(Beginning of Data)

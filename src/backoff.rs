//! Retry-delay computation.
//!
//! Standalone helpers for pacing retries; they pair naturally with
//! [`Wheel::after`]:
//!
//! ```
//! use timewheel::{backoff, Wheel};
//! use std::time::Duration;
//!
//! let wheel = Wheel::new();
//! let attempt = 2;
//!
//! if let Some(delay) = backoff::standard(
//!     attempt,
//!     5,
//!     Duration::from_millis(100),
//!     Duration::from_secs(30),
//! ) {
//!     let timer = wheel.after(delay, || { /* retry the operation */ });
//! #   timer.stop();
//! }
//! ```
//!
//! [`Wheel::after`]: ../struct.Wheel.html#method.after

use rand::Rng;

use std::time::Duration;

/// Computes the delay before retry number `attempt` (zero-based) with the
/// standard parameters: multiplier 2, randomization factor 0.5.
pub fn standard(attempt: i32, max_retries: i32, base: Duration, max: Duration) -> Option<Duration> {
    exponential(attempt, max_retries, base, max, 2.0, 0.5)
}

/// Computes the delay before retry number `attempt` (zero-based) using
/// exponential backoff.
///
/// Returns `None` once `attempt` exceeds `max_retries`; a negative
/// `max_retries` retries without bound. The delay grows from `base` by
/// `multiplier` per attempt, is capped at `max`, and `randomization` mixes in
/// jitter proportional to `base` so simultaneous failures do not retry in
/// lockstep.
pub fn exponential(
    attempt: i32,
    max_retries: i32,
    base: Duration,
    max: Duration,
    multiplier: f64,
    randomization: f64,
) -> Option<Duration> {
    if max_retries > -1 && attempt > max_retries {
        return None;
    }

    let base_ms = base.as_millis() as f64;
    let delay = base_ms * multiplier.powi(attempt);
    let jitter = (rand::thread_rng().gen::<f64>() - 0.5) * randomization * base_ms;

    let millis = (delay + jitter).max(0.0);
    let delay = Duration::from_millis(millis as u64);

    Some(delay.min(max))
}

(End of Data)
(Beginning of Data)

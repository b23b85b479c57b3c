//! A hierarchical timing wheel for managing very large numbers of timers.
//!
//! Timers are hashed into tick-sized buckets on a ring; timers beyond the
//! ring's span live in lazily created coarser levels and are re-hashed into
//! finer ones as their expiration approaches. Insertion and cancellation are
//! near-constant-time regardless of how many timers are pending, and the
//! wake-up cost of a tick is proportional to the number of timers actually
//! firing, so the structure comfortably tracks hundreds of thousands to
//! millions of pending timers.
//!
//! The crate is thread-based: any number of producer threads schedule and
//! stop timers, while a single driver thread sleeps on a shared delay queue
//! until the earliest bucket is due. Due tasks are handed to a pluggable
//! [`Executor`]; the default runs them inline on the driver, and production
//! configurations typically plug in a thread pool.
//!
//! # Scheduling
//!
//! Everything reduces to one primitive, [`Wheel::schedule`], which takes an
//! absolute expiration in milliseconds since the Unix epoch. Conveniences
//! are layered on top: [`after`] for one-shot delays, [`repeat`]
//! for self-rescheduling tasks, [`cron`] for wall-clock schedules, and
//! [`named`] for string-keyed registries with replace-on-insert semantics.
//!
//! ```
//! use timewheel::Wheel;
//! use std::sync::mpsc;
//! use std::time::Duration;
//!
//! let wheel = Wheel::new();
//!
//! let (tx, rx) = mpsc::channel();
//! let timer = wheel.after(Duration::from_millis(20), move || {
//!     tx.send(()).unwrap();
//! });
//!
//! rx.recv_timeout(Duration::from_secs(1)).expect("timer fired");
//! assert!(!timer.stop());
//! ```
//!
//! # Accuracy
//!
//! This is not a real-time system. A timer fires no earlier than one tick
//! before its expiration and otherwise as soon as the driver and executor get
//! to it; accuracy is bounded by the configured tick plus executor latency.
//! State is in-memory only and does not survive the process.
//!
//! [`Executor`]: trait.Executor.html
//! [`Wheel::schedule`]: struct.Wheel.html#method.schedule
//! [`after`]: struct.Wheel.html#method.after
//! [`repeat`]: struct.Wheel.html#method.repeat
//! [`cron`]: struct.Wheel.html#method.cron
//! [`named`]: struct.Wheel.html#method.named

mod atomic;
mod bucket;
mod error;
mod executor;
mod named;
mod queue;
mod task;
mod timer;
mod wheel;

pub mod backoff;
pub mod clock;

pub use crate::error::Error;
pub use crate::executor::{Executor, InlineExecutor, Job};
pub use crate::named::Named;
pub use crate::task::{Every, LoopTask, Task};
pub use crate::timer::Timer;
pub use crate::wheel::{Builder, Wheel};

(End of Data)

Task prompt:
Search the records for the string "tick" and report each line that has it.

Answer for this exercise:
//! Timers are hashed into tick-sized buckets on a ring; timers beyond the
//! wake-up cost of a tick is proportional to the number of timers actually
//! This is not a real-time system. A timer fires no earlier than one tick
//! to it; accuracy is bounded by the configured tick plus executor latency.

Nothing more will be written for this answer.